Information supplied START

use serde::{Deserialize, Serialize};
use std::path::{Path, PathBuf};
use std::time::Duration;
use tauri::AppHandle;
use tauri::Manager;

use crate::render::IconStyle;

const SETTINGS_FILE_NAME: &str = "settings.json";

pub const DEFAULT_POLL_INTERVAL_SECS: u64 = 60;
const MIN_POLL_INTERVAL_SECS: u64 = 30;
const DEFAULT_HTTP_TIMEOUT_SECS: u64 = 20;
pub const DEFAULT_BASE_URL: &str = "https://claude.ai";

#[derive(Debug, Clone, PartialEq, Serialize, Deserialize)]
#[serde(default)]
pub struct AppSettings {
    /// Seconds between usage polls. Values below 30 are raised to 30.
    pub poll_interval_secs: u64,

    /// Host serving the bootstrap and usage documents; the tray click opens its usage page.
    pub base_url: String,

    /// Bar or arc gauge.
    pub icon_style: IconStyle,

    /// Per-request timeout for both endpoints.
    pub http_timeout_secs: u64,
}

impl Default for AppSettings {
    fn default() -> Self {
        Self {
            poll_interval_secs: DEFAULT_POLL_INTERVAL_SECS,
            base_url: DEFAULT_BASE_URL.to_string(),
            icon_style: IconStyle::Bar,
            http_timeout_secs: DEFAULT_HTTP_TIMEOUT_SECS,
        }
    }
}

impl AppSettings {
    pub fn poll_interval(&self) -> Duration {
        Duration::from_secs(self.poll_interval_secs.max(MIN_POLL_INTERVAL_SECS))
    }

    pub fn http_timeout(&self) -> Duration {
        Duration::from_secs(self.http_timeout_secs.max(1))
    }

    /// Base URL without a trailing slash, falling back to the default when blank.
    pub fn base_url(&self) -> &str {
        let trimmed = self.base_url.trim().trim_end_matches('/');
        if trimmed.is_empty() {
            DEFAULT_BASE_URL
        } else {
            trimmed
        }
    }

    pub fn usage_page_url(&self) -> String {
        format!("{}/settings/usage", self.base_url())
    }
}

fn settings_path(app: &AppHandle) -> Result<PathBuf, String> {
    let dir = app
        .path()
        .app_config_dir()
        .map_err(|e| format!("Could not determine config directory: {}", e))?;
    Ok(dir.join(SETTINGS_FILE_NAME))
}

/// Load settings from the app config dir. A missing file is created with
/// defaults so there is something to edit; an unreadable one is left alone.
pub fn load_settings(app: &AppHandle) -> AppSettings {
    match settings_path(app) {
        Ok(path) => load_or_init_settings_at(&path),
        Err(e) => {
            log::warn!("Settings: {}", e);
            AppSettings::default()
        }
    }
}

enum SettingsFile {
    Loaded(AppSettings),
    Missing,
    Unusable,
}

fn read_settings_file(path: &Path) -> SettingsFile {
    match std::fs::read_to_string(path) {
        Ok(contents) => match serde_json::from_str::<AppSettings>(&contents) {
            Ok(settings) => SettingsFile::Loaded(settings),
            Err(e) => {
                log::warn!("Settings: failed to parse {:?}, using defaults: {}", path, e);
                SettingsFile::Unusable
            }
        },
        Err(e) if e.kind() == std::io::ErrorKind::NotFound => SettingsFile::Missing,
        Err(e) => {
            log::warn!("Settings: failed to read {:?}, using defaults: {}", path, e);
            SettingsFile::Unusable
        }
    }
}

pub fn load_settings_from(path: &Path) -> AppSettings {
    match read_settings_file(path) {
        SettingsFile::Loaded(settings) => settings,
        SettingsFile::Missing | SettingsFile::Unusable => AppSettings::default(),
    }
}

/// Like `load_settings_from`, but writes defaults when the file does not exist.
pub fn load_or_init_settings_at(path: &Path) -> AppSettings {
    match read_settings_file(path) {
        SettingsFile::Loaded(settings) => settings,
        SettingsFile::Unusable => AppSettings::default(),
        SettingsFile::Missing => {
            let settings = AppSettings::default();
            match save_settings_to(path, &settings) {
                Ok(()) => log::info!("Settings: wrote defaults to {:?}", path),
                Err(e) => log::warn!("Settings: {}", e),
            }
            settings
        }
    }
}

pub fn save_settings_to(path: &Path, settings: &AppSettings) -> Result<(), String> {
    if let Some(parent) = path.parent() {
        std::fs::create_dir_all(parent)
            .map_err(|e| format!("Failed to create config directory {:?}: {}", parent, e))?;
    }

    let contents =
        serde_json::to_string_pretty(settings).map_err(|e| format!("Serialize settings: {}", e))?;

    // Write to a temp file in the same directory, then rename over the original.
    let tmp_path = path.with_extension("json.tmp");
    std::fs::write(&tmp_path, &contents)
        .map_err(|e| format!("Write temp settings {:?}: {}", tmp_path, e))?;

    // On Windows, rename fails if the destination exists.
    if cfg!(windows) && path.exists() {
        if let Err(e) = std::fs::remove_file(path) {
            if e.kind() != std::io::ErrorKind::NotFound {
                return Err(format!("Remove existing settings file {:?}: {}", path, e));
            }
        }
    }

    std::fs::rename(&tmp_path, path).map_err(|e| {
        format!(
            "Rename temp settings {:?} to {:?}: {}",
            tmp_path, path, e
        )
    })?;
    Ok(())
}

#[cfg(test)]
mod tests {
    use super::*;
    use tempfile::tempdir;

    #[test]
    fn missing_file_gives_defaults() {
        let dir = tempdir().unwrap();
        let settings = load_settings_from(&dir.path().join(SETTINGS_FILE_NAME));
        assert_eq!(settings, AppSettings::default());
        assert_eq!(settings.poll_interval(), Duration::from_secs(60));
    }

    #[test]
    fn partial_file_fills_in_defaults() {
        let dir = tempdir().unwrap();
        let path = dir.path().join(SETTINGS_FILE_NAME);
        std::fs::write(&path, r#"{ "icon_style": "arc", "poll_interval_secs": 5 }"#).unwrap();

        let settings = load_settings_from(&path);
        assert_eq!(settings.icon_style, IconStyle::Arc);
        assert_eq!(settings.poll_interval(), Duration::from_secs(30));
        assert_eq!(settings.base_url(), DEFAULT_BASE_URL);
    }

    #[test]
    fn corrupt_file_gives_defaults() {
        let dir = tempdir().unwrap();
        let path = dir.path().join(SETTINGS_FILE_NAME);
        std::fs::write(&path, "poll_interval_secs = 10").unwrap();
        assert_eq!(load_settings_from(&path), AppSettings::default());
    }

    #[test]
    fn init_writes_defaults_when_missing() {
        let dir = tempdir().unwrap();
        let path = dir.path().join("cfg").join(SETTINGS_FILE_NAME);

        let settings = load_or_init_settings_at(&path);
        assert_eq!(settings, AppSettings::default());
        assert!(path.exists());
        assert_eq!(load_settings_from(&path), AppSettings::default());
    }

    #[test]
    fn init_leaves_malformed_file_untouched() {
        let dir = tempdir().unwrap();
        let path = dir.path().join(SETTINGS_FILE_NAME);
        let contents = r#"{ "poll_interval_secs": 300, "base_url": "https://x.test", }"#;
        std::fs::write(&path, contents).unwrap();

        let settings = load_or_init_settings_at(&path);
        assert_eq!(settings, AppSettings::default());
        assert_eq!(std::fs::read_to_string(&path).unwrap(), contents);
        assert!(!path.with_extension("json.tmp").exists());
    }

    #[test]
    fn init_keeps_valid_file_as_written() {
        let dir = tempdir().unwrap();
        let path = dir.path().join(SETTINGS_FILE_NAME);
        let contents = r#"{ "poll_interval_secs": 300 }"#;
        std::fs::write(&path, contents).unwrap();

        let settings = load_or_init_settings_at(&path);
        assert_eq!(settings.poll_interval(), Duration::from_secs(300));
        assert_eq!(std::fs::read_to_string(&path).unwrap(), contents);
    }

    #[test]
    fn save_then_load() {
        let dir = tempdir().unwrap();
        let path = dir.path().join("cfg").join(SETTINGS_FILE_NAME);
        let settings = AppSettings {
            poll_interval_secs: 120,
            base_url: "https://usage.example/".to_string(),
            icon_style: IconStyle::Arc,
            http_timeout_secs: 5,
        };

        save_settings_to(&path, &settings).unwrap();
        let loaded = load_settings_from(&path);
        assert_eq!(loaded, settings);
        assert_eq!(loaded.base_url(), "https://usage.example");
        assert_eq!(loaded.usage_page_url(), "https://usage.example/settings/usage");
    }
}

Information supplied END

Your task is to gather all lines from the entries above that hold the word "trimmed".

#### Exercise output
        let trimmed = self.base_url.trim().trim_end_matches('/');
        if trimmed.is_empty() {
            trimmed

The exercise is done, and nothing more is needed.